• _DESCRIPTION OF THE TASK_
Word for word, restate the lines of the data from the first through the one containing "use reqwest::Client;", and nothing else.

[Stored items]
----

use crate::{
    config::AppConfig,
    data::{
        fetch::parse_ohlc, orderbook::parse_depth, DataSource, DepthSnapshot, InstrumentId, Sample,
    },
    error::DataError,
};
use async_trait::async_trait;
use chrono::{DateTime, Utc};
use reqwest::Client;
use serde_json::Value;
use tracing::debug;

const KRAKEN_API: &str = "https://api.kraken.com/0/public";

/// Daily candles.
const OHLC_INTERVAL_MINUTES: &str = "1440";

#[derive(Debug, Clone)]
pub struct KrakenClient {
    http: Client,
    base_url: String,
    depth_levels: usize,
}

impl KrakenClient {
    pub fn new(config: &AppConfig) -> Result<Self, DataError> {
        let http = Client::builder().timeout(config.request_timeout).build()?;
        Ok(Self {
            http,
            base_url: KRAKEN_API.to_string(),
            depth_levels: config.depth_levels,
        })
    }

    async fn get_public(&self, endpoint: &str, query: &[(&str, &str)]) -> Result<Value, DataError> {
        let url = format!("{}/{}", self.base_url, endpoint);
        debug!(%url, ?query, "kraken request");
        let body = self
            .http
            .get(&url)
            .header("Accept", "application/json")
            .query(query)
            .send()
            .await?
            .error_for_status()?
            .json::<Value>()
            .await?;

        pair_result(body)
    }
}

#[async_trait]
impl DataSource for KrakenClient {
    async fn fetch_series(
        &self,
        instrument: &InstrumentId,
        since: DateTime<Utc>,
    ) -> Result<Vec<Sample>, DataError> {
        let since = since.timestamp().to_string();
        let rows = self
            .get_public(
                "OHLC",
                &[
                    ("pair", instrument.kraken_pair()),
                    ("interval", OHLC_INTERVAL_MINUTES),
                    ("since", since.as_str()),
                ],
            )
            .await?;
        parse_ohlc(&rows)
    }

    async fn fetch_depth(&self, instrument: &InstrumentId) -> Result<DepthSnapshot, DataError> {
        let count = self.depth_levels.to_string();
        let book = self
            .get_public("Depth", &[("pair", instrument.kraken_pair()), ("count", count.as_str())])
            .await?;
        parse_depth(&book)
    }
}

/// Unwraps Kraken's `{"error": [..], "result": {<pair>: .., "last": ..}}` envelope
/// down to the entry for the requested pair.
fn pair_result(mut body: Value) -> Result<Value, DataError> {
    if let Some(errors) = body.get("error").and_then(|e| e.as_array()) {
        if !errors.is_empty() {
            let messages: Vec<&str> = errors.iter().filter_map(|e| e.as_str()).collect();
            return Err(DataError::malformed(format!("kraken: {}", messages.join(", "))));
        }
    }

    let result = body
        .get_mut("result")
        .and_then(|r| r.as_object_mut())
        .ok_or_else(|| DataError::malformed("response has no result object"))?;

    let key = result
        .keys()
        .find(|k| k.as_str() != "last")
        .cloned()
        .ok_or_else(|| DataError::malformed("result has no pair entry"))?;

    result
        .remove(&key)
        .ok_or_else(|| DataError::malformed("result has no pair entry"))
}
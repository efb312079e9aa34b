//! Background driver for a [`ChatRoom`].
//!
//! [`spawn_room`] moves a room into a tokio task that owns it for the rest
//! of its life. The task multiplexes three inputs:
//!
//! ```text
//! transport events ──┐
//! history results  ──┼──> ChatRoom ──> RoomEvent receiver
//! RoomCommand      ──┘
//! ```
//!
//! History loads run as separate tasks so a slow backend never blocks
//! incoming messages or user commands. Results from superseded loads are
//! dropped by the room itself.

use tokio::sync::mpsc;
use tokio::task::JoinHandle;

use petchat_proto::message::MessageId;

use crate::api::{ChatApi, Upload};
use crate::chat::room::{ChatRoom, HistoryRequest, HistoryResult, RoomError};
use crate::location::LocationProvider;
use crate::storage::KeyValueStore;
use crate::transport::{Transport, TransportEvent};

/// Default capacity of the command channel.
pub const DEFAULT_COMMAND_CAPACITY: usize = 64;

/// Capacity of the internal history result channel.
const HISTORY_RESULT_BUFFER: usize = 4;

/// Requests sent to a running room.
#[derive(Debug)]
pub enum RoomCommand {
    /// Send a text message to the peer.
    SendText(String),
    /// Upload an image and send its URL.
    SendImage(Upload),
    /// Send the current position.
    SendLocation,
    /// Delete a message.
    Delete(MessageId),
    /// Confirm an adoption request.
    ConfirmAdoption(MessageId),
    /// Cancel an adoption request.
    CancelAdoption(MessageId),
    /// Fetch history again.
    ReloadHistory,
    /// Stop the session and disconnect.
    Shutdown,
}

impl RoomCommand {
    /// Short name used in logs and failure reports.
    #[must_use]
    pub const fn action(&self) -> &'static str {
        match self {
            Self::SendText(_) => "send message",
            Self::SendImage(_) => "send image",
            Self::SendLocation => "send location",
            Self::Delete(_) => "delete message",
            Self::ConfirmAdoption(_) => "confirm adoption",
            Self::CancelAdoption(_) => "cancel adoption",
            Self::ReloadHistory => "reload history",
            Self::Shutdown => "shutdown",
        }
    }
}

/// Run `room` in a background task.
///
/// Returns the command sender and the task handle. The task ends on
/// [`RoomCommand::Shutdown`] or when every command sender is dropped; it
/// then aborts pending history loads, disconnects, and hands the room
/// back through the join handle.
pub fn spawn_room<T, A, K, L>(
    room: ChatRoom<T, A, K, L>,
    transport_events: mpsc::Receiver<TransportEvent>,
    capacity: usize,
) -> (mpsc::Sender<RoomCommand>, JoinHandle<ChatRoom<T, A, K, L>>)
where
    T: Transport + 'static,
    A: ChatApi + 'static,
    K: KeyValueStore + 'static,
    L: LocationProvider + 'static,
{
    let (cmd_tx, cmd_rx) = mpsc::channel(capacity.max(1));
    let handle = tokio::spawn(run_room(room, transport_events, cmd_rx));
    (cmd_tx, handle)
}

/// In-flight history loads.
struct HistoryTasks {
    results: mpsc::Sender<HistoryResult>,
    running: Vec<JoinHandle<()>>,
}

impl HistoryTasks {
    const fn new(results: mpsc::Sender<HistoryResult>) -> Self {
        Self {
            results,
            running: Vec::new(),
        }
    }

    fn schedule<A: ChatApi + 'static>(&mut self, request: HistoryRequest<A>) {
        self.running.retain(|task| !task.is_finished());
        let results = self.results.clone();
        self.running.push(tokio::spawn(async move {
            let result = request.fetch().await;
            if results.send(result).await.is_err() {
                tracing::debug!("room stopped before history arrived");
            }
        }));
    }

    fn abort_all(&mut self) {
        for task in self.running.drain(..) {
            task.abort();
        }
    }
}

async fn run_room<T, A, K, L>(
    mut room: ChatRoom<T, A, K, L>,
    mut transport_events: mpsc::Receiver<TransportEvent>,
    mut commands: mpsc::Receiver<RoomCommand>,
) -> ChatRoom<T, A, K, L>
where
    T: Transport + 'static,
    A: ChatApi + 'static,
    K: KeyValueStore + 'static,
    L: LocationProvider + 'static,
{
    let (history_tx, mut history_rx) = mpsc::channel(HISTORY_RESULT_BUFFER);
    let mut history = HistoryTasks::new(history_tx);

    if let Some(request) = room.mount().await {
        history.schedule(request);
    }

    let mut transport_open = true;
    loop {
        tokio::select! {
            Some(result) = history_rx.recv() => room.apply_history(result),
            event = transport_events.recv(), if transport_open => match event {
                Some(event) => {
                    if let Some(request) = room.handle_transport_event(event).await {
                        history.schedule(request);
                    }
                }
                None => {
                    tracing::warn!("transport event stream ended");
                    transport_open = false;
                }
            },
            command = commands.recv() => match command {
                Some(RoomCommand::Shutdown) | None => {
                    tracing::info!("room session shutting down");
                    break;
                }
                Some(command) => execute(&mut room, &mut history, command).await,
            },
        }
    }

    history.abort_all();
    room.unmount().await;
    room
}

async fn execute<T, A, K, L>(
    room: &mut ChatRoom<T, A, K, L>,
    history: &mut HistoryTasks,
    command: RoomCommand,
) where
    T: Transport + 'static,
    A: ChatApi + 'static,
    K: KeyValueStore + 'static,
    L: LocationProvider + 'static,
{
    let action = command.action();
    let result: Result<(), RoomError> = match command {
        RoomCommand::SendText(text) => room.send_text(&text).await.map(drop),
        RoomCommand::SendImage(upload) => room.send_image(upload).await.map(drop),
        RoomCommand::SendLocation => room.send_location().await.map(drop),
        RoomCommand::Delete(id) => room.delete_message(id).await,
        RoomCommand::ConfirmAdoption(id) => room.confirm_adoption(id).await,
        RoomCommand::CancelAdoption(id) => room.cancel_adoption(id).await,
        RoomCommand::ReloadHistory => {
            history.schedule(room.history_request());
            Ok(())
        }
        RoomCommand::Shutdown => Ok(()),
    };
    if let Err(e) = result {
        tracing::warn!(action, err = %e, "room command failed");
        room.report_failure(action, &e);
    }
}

----

• _SOLUTION TO THIS TASK_
use crate::{
    config::AppConfig,
    data::{
        fetch::parse_ohlc, orderbook::parse_depth, DataSource, DepthSnapshot, InstrumentId, Sample,
    },
    error::DataError,
};
use async_trait::async_trait;
use chrono::{DateTime, Utc};
use reqwest::Client;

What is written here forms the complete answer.